What is needed
Where in the data below does the word "never" appear? Copy each line that holds it.

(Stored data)
//! Integration tests for the gateway's REST and SSE endpoints.

use axum::body::Body;
use axum::http::StatusCode;
use deepresearch_core::brain::{Brain, MockLlmProvider};
use deepresearch_core::config::{ControllerConfig, RetryConfig};
use deepresearch_core::gateway::{GatewayConfig, GatewayServer, SharedGateway, gateway_router, shared_gateway};
use deepresearch_core::research::{Researcher, StaticPageReader, StaticSearchProvider, TaskRecord};
use serde_json::json;
use std::sync::Arc;
use std::time::Duration;
use tempfile::TempDir;
use tower::ServiceExt;
use uuid::Uuid;

const QUERY: &str = "Who designed the Rust programming language?";

struct TestGateway {
    gw: SharedGateway,
    llm: Arc<MockLlmProvider>,
    dir: TempDir,
}

fn make_gateway_with(
    config: GatewayConfig,
    controller: ControllerConfig,
    llm: MockLlmProvider,
) -> TestGateway {
    let dir = TempDir::new().unwrap();
    let llm = Arc::new(llm);
    let brain = Arc::new(Brain::new(llm.clone(), RetryConfig::none()));
    let researcher = Researcher::new(
        brain,
        Arc::new(StaticSearchProvider::new()),
        Arc::new(StaticPageReader::new()),
    )
    .with_controller_config(controller)
    .with_retry(RetryConfig::none());
    let config = GatewayConfig {
        data_dir: Some(dir.path().to_path_buf()),
        ..config
    };
    TestGateway {
        gw: shared_gateway(GatewayServer::new(config, researcher)),
        llm,
        dir,
    }
}

fn quiet_controller() -> ControllerConfig {
    ControllerConfig {
        rewrite_queries: false,
        semantic_dedup: false,
        analyze_errors: false,
        ..ControllerConfig::default()
    }
}

fn make_gateway() -> TestGateway {
    make_gateway_with(GatewayConfig::default(), quiet_controller(), MockLlmProvider::new())
}

/// A gateway whose runs do not finish on their own: every step searches
/// and then sleeps for a minute.
fn make_slow_gateway(config: GatewayConfig) -> TestGateway {
    let search = json!({"action": "search", "think": "look", "searchQuery": "rust"});
    make_gateway_with(
        config,
        ControllerConfig {
            step_delay_ms: 60_000,
            ..quiet_controller()
        },
        MockLlmProvider::new().with_fallback(search.to_string()),
    )
}

fn queue_accepted_answer(llm: &MockLlmProvider) {
    llm.queue_json(json!({
        "action": "answer",
        "think": "Known fact.",
        "answer": "Graydon Hoare.",
        "references": [{"exactQuote": "Graydon Hoare", "url": "https://rust-lang.org/"}],
    }));
    llm.queue_json(json!({"is_definitive": true, "reasoning": "direct"}));
}

fn get(uri: &str) -> axum::http::Request<Body> {
    axum::http::Request::builder()
        .uri(uri)
        .body(Body::empty())
        .unwrap()
}

fn delete(uri: &str) -> axum::http::Request<Body> {
    axum::http::Request::builder()
        .method("DELETE")
        .uri(uri)
        .body(Body::empty())
        .unwrap()
}

fn post_json(uri: &str, body: serde_json::Value) -> axum::http::Request<Body> {
    axum::http::Request::builder()
        .method("POST")
        .uri(uri)
        .header("content-type", "application/json")
        .body(Body::from(body.to_string()))
        .unwrap()
}

async fn send(gw: &SharedGateway, req: axum::http::Request<Body>) -> (StatusCode, String) {
    let app = gateway_router(gw.clone());
    let resp = ServiceExt::<axum::http::Request<Body>>::oneshot(app, req)
        .await
        .unwrap();
    let status = resp.status();
    let body = axum::body::to_bytes(resp.into_body(), 1_000_000)
        .await
        .unwrap();
    (status, String::from_utf8_lossy(&body).into_owned())
}

async fn send_json(gw: &SharedGateway, req: axum::http::Request<Body>) -> (StatusCode, serde_json::Value) {
    let (status, body) = send(gw, req).await;
    let json = if body.is_empty() {
        serde_json::Value::Null
    } else {
        serde_json::from_str(&body).unwrap()
    };
    (status, json)
}

async fn submit(gw: &SharedGateway, body: serde_json::Value) -> Uuid {
    let (status, json) = send_json(gw, post_json("/api/v1/query", body)).await;
    assert_eq!(status, StatusCode::ACCEPTED);
    json["requestId"].as_str().unwrap().parse().unwrap()
}

async fn wait_for_status(gw: &SharedGateway, id: Uuid, expected: &str) -> serde_json::Value {
    for _ in 0..200 {
        let (status, json) = send_json(gw, get(&format!("/api/v1/task/{id}"))).await;
        assert_eq!(status, StatusCode::OK);
        if json["status"] == expected {
            return json;
        }
        tokio::time::sleep(Duration::from_millis(10)).await;
    }
    panic!("task {id} never reached status {expected}");
}

async fn wait_for_steps(gw: &SharedGateway, id: Uuid) {
    for _ in 0..200 {
        let (_, json) = send_json(gw, get(&format!("/api/v1/task/{id}"))).await;
        if json["events"].as_array().is_some_and(|e| !e.is_empty()) {
            return;
        }
        tokio::time::sleep(Duration::from_millis(10)).await;
    }
    panic!("task {id} never emitted a step");
}

#[tokio::test]
async fn test_health() {
    let t = make_gateway();
    let (status, json) = send_json(&t.gw, get("/health")).await;
    assert_eq!(status, StatusCode::OK);
    assert_eq!(json["status"], "ok");
    assert_eq!(json["running"], 0);
}

#[tokio::test]
async fn test_submit_empty_query_is_bad_request() {
    let t = make_gateway();
    let (status, json) = send_json(&t.gw, post_json("/api/v1/query", json!({"q": "  "}))).await;
    assert_eq!(status, StatusCode::BAD_REQUEST);
    assert_eq!(json["error"], "Query (q) is required");
}

#[tokio::test]
async fn test_submit_malformed_body_is_bad_request() {
    let t = make_gateway();
    let req = axum::http::Request::builder()
        .method("POST")
        .uri("/api/v1/query")
        .header("content-type", "application/json")
        .body(Body::from("{not json"))
        .unwrap();
    let (status, json) = send_json(&t.gw, req).await;
    assert_eq!(status, StatusCode::BAD_REQUEST);
    assert!(json["error"].is_string());
}

#[tokio::test]
async fn test_submit_rejects_zero_limits() {
    let t = make_gateway();
    let (status, json) = send_json(&t.gw, post_json("/api/v1/query", json!({"q": QUERY, "budget": 0}))).await;
    assert_eq!(status, StatusCode::BAD_REQUEST);
    assert_eq!(json["error"], "budget must be at least 1");

    let (status, json) =
        send_json(&t.gw, post_json("/api/v1/query", json!({"q": QUERY, "maxBadAttempt": 0}))).await;
    assert_eq!(status, StatusCode::BAD_REQUEST);
    assert_eq!(json["error"], "maxBadAttempt must be at least 1");

    assert!(t.llm.requests().is_empty());
    let (_, health) = send_json(&t.gw, get("/health")).await;
    assert_eq!(health["total"], 0);
}

#[tokio::test]
async fn test_query_runs_to_completion_and_is_persisted() {
    let t = make_gateway();
    queue_accepted_answer(&t.llm);

    let id = submit(&t.gw, json!({"q": QUERY, "budget": 10_000, "maxBadAttempt": 2})).await;
    let record = wait_for_status(&t.gw, id, "completed").await;

    assert_eq!(record["query"], QUERY);
    assert_eq!(record["budget"], 10_000);
    assert_eq!(record["max_bad_attempts"], 2);
    assert_eq!(record["final_answer"]["answer"], "Graydon Hoare.");
    assert_eq!(record["final_answer"]["status"], "answered");
    let events = record["events"].as_array().unwrap();
    assert_eq!(events.last().unwrap()["type"], "answer");

    // The background task saves right after updating the registry.
    let mut saved = None;
    for _ in 0..200 {
        saved = TaskRecord::load(t.dir.path(), &id).unwrap();
        if saved.is_some() {
            break;
        }
        tokio::time::sleep(Duration::from_millis(10)).await;
    }
    let saved = saved.expect("task record was not persisted");
    assert_eq!(saved.request_id, id);
    assert!(saved.final_answer.is_some());
}

#[tokio::test]
async fn test_stream_replays_finished_run() {
    let t = make_gateway();
    queue_accepted_answer(&t.llm);
    let id = submit(&t.gw, json!({"q": QUERY})).await;
    wait_for_status(&t.gw, id, "completed").await;

    let app = gateway_router(t.gw.clone());
    let resp = ServiceExt::<axum::http::Request<Body>>::oneshot(app, get(&format!("/api/v1/stream/{id}")))
        .await
        .unwrap();
    assert_eq!(resp.status(), StatusCode::OK);
    let content_type = resp.headers()["content-type"].to_str().unwrap().to_string();
    assert!(content_type.starts_with("text/event-stream"));

    let body = axum::body::to_bytes(resp.into_body(), 1_000_000)
        .await
        .unwrap();
    let text = String::from_utf8_lossy(&body);
    let connected = text.find("event: connected").unwrap();
    let progress = text.find("event: progress").unwrap();
    let answer = text.find("event: answer").unwrap();
    assert!(connected < progress && progress < answer);
    assert!(text.contains(&id.to_string()));
}

#[tokio::test]
async fn test_unknown_ids_are_not_found() {
    let t = make_gateway();
    let id = Uuid::new_v4();
    let (status, _) = send(&t.gw, get(&format!("/api/v1/task/{id}"))).await;
    assert_eq!(status, StatusCode::NOT_FOUND);
    let (status, _) = send(&t.gw, get(&format!("/api/v1/stream/{id}"))).await;
    assert_eq!(status, StatusCode::NOT_FOUND);
    let (status, _) = send(&t.gw, delete(&format!("/api/v1/task/{id}"))).await;
    assert_eq!(status, StatusCode::NOT_FOUND);
}

#[tokio::test]
async fn test_task_falls_back_to_disk() {
    let t = make_gateway();
    let record = TaskRecord::new(Uuid::new_v4(), "Saved earlier", 100, 3);
    record.save(t.dir.path()).unwrap();

    let (status, json) = send_json(&t.gw, get(&format!("/api/v1/task/{}", record.request_id))).await;
    assert_eq!(status, StatusCode::OK);
    assert_eq!(json["query"], "Saved earlier");
}

#[tokio::test]
async fn test_finished_tasks_are_evicted_and_served_from_disk() {
    let t = make_gateway_with(
        GatewayConfig {
            retain_finished_tasks: 0,
            ..GatewayConfig::default()
        },
        quiet_controller(),
        MockLlmProvider::new(),
    );
    queue_accepted_answer(&t.llm);
    let id = submit(&t.gw, json!({"q": QUERY})).await;

    let mut evicted = false;
    for _ in 0..200 {
        if t.gw.lock().await.registry().is_empty() {
            evicted = true;
            break;
        }
        tokio::time::sleep(Duration::from_millis(10)).await;
    }
    assert!(evicted, "finished task stayed in memory");

    let record = wait_for_status(&t.gw, id, "completed").await;
    assert_eq!(record["final_answer"]["answer"], "Graydon Hoare.");
    let (status, _) = send(&t.gw, delete(&format!("/api/v1/task/{id}"))).await;
    assert_eq!(status, StatusCode::CONFLICT);
    let (_, health) = send_json(&t.gw, get("/health")).await;
    assert_eq!(health["total"], 1);
    assert_eq!(health["running"], 0);
}

#[tokio::test]
async fn test_delete_cancels_running_task() {
    let t = make_slow_gateway(GatewayConfig::default());
    let id = submit(&t.gw, json!({"q": QUERY})).await;
    wait_for_steps(&t.gw, id).await;

    let (status, _) = send(&t.gw, delete(&format!("/api/v1/task/{id}"))).await;
    assert_eq!(status, StatusCode::NO_CONTENT);

    let record = wait_for_status(&t.gw, id, "cancelled").await;
    let events = record["events"].as_array().unwrap();
    assert_eq!(events.last().unwrap()["type"], "error");

    let (status, _) = send(&t.gw, delete(&format!("/api/v1/task/{id}"))).await;
    assert_eq!(status, StatusCode::CONFLICT);
}

#[tokio::test]
async fn test_running_task_limit() {
    let t = make_slow_gateway(GatewayConfig {
        max_running_tasks: 1,
        ..GatewayConfig::default()
    });
    let id = submit(&t.gw, json!({"q": QUERY})).await;

    let (status, json) = send_json(&t.gw, post_json("/api/v1/query", json!({"q": "Another question"}))).await;
    assert_eq!(status, StatusCode::TOO_MANY_REQUESTS);
    assert!(json["error"].as_str().unwrap().contains("limit 1"));

    let (status, _) = send(&t.gw, delete(&format!("/api/v1/task/{id}"))).await;
    assert_eq!(status, StatusCode::NO_CONTENT);
}

#[tokio::test]
async fn test_bearer_auth_required_when_configured() {
    let t = make_gateway_with(
        GatewayConfig {
            auth_tokens: vec!["secret".into()],
            ..GatewayConfig::default()
        },
        quiet_controller(),
        MockLlmProvider::new(),
    );

    let (status, _) = send(&t.gw, post_json("/api/v1/query", json!({"q": QUERY}))).await;
    assert_eq!(status, StatusCode::UNAUTHORIZED);

    let malformed = axum::http::Request::builder()
        .method("POST")
        .uri("/api/v1/query")
        .header("content-type", "application/json")
        .body(Body::from("{not json"))
        .unwrap();
    let (status, _) = send(&t.gw, malformed).await;
    assert_eq!(status, StatusCode::UNAUTHORIZED);

    let (status, _) = send(&t.gw, get("/health")).await;
    assert_eq!(status, StatusCode::OK);

    queue_accepted_answer(&t.llm);
    let req = axum::http::Request::builder()
        .method("POST")
        .uri("/api/v1/query")
        .header("content-type", "application/json")
        .header("authorization", "Bearer secret")
        .body(Body::from(json!({"q": QUERY}).to_string()))
        .unwrap();
    let (status, json) = send_json(&t.gw, req).await;
    assert_eq!(status, StatusCode::ACCEPTED);
    assert!(json["requestId"].is_string());
}

#[tokio::test]
async fn test_cors_allows_any_origin() {
    let t = make_gateway();
    let req = axum::http::Request::builder()
        .uri("/health")
        .header("origin", "https://example.org")
        .body(Body::empty())
        .unwrap();
    let app = gateway_router(t.gw.clone());
    let resp = ServiceExt::<axum::http::Request<Body>>::oneshot(app, req)
        .await
        .unwrap();
    assert_eq!(resp.headers()["access-control-allow-origin"], "*");
}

Your response
    panic!("task {id} never reached status {expected}");
    panic!("task {id} never emitted a step");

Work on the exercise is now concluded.